--- DATA SHOWN ---
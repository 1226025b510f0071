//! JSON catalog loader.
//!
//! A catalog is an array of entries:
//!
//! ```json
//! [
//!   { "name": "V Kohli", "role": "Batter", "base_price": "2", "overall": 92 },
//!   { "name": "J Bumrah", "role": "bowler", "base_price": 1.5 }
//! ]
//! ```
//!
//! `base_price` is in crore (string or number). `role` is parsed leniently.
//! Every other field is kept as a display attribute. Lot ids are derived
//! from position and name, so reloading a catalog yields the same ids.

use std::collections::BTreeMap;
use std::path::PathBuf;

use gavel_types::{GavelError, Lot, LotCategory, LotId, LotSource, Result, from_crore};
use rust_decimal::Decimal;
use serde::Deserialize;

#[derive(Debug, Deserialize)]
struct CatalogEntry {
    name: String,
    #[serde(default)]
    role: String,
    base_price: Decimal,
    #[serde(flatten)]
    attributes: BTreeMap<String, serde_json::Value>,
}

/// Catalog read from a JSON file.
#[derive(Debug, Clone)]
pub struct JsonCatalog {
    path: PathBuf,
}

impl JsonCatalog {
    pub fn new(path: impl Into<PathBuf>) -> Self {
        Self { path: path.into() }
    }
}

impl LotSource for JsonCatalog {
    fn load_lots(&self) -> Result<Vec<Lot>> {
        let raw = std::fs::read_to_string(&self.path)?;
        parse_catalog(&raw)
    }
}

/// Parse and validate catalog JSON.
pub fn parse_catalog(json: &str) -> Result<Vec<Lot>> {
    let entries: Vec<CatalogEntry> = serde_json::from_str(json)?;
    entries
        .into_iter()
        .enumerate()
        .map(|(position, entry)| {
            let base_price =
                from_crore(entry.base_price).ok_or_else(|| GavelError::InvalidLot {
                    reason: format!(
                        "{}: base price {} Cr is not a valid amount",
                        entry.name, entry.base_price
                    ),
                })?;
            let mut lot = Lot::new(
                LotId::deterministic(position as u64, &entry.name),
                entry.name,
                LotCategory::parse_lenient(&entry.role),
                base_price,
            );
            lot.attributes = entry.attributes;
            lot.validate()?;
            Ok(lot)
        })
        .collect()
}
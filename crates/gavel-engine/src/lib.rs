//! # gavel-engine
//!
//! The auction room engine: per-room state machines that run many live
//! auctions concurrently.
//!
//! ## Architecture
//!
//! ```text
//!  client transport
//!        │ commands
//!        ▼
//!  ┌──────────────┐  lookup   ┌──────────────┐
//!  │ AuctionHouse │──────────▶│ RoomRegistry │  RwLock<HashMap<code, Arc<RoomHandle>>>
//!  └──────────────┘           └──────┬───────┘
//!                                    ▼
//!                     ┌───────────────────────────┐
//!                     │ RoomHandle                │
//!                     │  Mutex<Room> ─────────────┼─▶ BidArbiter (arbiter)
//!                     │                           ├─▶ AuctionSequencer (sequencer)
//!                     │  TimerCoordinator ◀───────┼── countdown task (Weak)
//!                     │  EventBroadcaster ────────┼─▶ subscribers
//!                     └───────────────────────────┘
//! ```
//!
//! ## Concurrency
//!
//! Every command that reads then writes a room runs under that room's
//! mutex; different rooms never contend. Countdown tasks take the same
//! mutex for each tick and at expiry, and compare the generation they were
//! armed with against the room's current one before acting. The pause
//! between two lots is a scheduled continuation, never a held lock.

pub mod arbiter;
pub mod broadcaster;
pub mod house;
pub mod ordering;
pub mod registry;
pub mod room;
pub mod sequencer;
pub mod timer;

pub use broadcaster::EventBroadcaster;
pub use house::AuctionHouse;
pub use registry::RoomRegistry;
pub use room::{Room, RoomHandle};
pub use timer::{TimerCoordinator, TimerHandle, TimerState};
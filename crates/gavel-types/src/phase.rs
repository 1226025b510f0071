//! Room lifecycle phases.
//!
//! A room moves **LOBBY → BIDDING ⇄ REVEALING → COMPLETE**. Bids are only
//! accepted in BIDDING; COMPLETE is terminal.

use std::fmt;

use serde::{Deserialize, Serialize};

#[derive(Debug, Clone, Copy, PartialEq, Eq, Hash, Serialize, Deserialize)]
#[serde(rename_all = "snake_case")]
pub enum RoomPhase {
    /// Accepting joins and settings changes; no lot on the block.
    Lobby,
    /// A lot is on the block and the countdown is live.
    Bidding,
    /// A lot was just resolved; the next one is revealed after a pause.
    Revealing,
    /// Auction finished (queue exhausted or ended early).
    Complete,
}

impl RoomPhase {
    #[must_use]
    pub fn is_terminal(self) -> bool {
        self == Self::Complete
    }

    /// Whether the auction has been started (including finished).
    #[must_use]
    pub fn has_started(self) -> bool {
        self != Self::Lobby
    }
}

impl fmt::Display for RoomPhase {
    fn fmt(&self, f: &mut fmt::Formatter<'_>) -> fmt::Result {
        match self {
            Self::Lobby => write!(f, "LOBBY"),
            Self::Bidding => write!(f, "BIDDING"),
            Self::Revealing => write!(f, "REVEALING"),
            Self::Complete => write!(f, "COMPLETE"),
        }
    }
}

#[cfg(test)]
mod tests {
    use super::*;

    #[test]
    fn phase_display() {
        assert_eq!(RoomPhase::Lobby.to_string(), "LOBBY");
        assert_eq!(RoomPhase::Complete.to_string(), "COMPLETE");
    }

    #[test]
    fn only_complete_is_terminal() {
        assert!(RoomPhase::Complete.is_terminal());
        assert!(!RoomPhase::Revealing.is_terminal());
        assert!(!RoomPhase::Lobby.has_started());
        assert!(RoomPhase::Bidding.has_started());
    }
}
---
**THE TASK**
Among the lines above, find the one with "let raw = std::fs::read_to_string(&self.path)?;" and the one with "let mut lot". Quote both and everything between them, exactly.

**ANSWER SECTION**
        let raw = std::fs::read_to_string(&self.path)?;
        parse_catalog(&raw)
    }
}

/// Parse and validate catalog JSON.
pub fn parse_catalog(json: &str) -> Result<Vec<Lot>> {
    let entries: Vec<CatalogEntry> = serde_json::from_str(json)?;
    entries
        .into_iter()
        .enumerate()
        .map(|(position, entry)| {
            let base_price =
                from_crore(entry.base_price).ok_or_else(|| GavelError::InvalidLot {
                    reason: format!(
                        "{}: base price {} Cr is not a valid amount",
                        entry.name, entry.base_price
                    ),
                })?;
            let mut lot = Lot::new(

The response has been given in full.